**Material to process:**
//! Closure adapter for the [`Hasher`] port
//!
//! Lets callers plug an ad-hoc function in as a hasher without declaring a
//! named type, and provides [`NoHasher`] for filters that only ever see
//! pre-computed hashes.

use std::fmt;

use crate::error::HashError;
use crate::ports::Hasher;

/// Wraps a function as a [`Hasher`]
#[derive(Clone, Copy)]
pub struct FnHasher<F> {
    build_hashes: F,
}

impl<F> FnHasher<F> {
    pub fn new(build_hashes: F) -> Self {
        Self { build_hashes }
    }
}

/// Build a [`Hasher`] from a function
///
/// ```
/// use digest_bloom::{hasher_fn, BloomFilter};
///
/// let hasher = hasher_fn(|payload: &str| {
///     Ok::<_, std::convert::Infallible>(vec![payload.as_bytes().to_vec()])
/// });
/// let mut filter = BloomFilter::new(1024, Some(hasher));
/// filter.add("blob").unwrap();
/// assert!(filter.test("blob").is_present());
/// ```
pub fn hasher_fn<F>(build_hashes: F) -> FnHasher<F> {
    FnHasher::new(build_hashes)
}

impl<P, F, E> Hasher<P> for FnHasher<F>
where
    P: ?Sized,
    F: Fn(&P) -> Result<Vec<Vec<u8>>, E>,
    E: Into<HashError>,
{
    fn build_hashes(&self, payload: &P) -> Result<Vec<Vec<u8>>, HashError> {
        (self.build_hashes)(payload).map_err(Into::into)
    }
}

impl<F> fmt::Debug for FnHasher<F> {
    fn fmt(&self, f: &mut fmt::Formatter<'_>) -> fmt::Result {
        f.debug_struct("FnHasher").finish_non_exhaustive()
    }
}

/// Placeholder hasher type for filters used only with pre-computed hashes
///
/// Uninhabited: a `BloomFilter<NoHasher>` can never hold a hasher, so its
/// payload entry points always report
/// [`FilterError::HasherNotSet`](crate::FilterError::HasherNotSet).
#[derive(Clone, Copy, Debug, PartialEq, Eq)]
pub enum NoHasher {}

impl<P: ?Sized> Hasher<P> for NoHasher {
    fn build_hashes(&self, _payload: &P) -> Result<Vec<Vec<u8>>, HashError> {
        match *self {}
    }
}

...

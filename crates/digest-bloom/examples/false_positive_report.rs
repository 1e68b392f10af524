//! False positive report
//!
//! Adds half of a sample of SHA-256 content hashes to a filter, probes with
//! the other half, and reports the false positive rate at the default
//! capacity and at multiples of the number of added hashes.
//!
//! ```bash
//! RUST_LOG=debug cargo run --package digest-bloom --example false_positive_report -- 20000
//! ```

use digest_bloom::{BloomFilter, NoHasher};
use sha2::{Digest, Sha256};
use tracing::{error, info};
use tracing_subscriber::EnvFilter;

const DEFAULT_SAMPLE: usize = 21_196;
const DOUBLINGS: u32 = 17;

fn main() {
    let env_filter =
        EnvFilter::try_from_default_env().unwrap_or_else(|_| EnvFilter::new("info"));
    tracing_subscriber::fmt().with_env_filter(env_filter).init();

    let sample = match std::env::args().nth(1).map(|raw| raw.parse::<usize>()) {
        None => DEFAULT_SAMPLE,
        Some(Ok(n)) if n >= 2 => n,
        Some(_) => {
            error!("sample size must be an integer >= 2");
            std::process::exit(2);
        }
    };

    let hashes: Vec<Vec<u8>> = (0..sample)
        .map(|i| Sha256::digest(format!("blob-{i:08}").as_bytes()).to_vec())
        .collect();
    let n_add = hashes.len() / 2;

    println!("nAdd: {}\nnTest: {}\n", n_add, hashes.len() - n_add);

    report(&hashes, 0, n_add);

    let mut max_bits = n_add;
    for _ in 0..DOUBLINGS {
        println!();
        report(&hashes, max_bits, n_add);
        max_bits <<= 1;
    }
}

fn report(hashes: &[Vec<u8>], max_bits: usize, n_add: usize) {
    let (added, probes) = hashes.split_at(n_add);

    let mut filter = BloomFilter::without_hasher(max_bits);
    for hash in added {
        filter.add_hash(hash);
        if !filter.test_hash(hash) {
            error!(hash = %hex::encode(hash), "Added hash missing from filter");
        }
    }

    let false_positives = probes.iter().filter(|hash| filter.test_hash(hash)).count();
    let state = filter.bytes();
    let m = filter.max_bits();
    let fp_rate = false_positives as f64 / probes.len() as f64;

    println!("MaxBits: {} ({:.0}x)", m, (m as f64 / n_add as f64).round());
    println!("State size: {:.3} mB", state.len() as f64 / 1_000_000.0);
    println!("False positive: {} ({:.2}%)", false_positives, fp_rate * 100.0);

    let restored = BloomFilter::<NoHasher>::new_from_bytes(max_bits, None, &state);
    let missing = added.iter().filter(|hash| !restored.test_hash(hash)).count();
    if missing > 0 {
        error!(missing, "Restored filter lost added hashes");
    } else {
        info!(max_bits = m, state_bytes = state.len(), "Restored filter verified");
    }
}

...

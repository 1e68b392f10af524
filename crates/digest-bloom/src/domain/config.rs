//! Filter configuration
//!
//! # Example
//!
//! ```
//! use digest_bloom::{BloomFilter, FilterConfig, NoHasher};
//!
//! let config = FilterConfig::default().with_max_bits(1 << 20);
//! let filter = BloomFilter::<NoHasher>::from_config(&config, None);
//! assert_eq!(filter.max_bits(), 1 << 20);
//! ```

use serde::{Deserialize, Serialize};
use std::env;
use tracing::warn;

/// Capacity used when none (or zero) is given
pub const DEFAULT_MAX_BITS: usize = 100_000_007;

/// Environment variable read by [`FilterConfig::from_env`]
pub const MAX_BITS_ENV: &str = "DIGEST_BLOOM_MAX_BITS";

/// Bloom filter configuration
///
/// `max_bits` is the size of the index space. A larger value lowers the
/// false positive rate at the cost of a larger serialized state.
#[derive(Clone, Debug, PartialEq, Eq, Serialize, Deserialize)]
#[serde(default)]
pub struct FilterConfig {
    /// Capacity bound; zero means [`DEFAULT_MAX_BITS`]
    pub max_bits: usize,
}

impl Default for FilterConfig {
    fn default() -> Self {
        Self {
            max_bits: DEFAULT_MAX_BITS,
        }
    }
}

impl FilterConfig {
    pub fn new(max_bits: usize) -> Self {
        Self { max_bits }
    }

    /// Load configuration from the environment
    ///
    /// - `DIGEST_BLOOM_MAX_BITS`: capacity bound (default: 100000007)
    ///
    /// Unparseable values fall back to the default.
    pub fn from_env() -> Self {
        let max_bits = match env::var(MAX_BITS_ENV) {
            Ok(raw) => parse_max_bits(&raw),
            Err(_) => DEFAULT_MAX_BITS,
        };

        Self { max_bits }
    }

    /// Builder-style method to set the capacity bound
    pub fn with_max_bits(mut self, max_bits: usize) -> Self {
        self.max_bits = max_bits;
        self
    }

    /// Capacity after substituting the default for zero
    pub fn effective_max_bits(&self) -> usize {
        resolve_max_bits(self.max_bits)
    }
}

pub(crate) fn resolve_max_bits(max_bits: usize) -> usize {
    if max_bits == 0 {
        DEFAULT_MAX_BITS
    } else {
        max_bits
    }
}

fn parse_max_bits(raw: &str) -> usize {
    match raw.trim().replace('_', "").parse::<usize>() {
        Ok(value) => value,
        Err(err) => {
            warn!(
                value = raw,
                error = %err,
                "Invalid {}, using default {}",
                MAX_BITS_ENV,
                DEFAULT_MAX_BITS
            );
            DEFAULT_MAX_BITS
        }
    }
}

**Required work:** Look through the data above. Copy every line with the string "computed" in it.

**Final answer:**
//! pre-computed hashes.
/// Placeholder hasher type for filters used only with pre-computed hashes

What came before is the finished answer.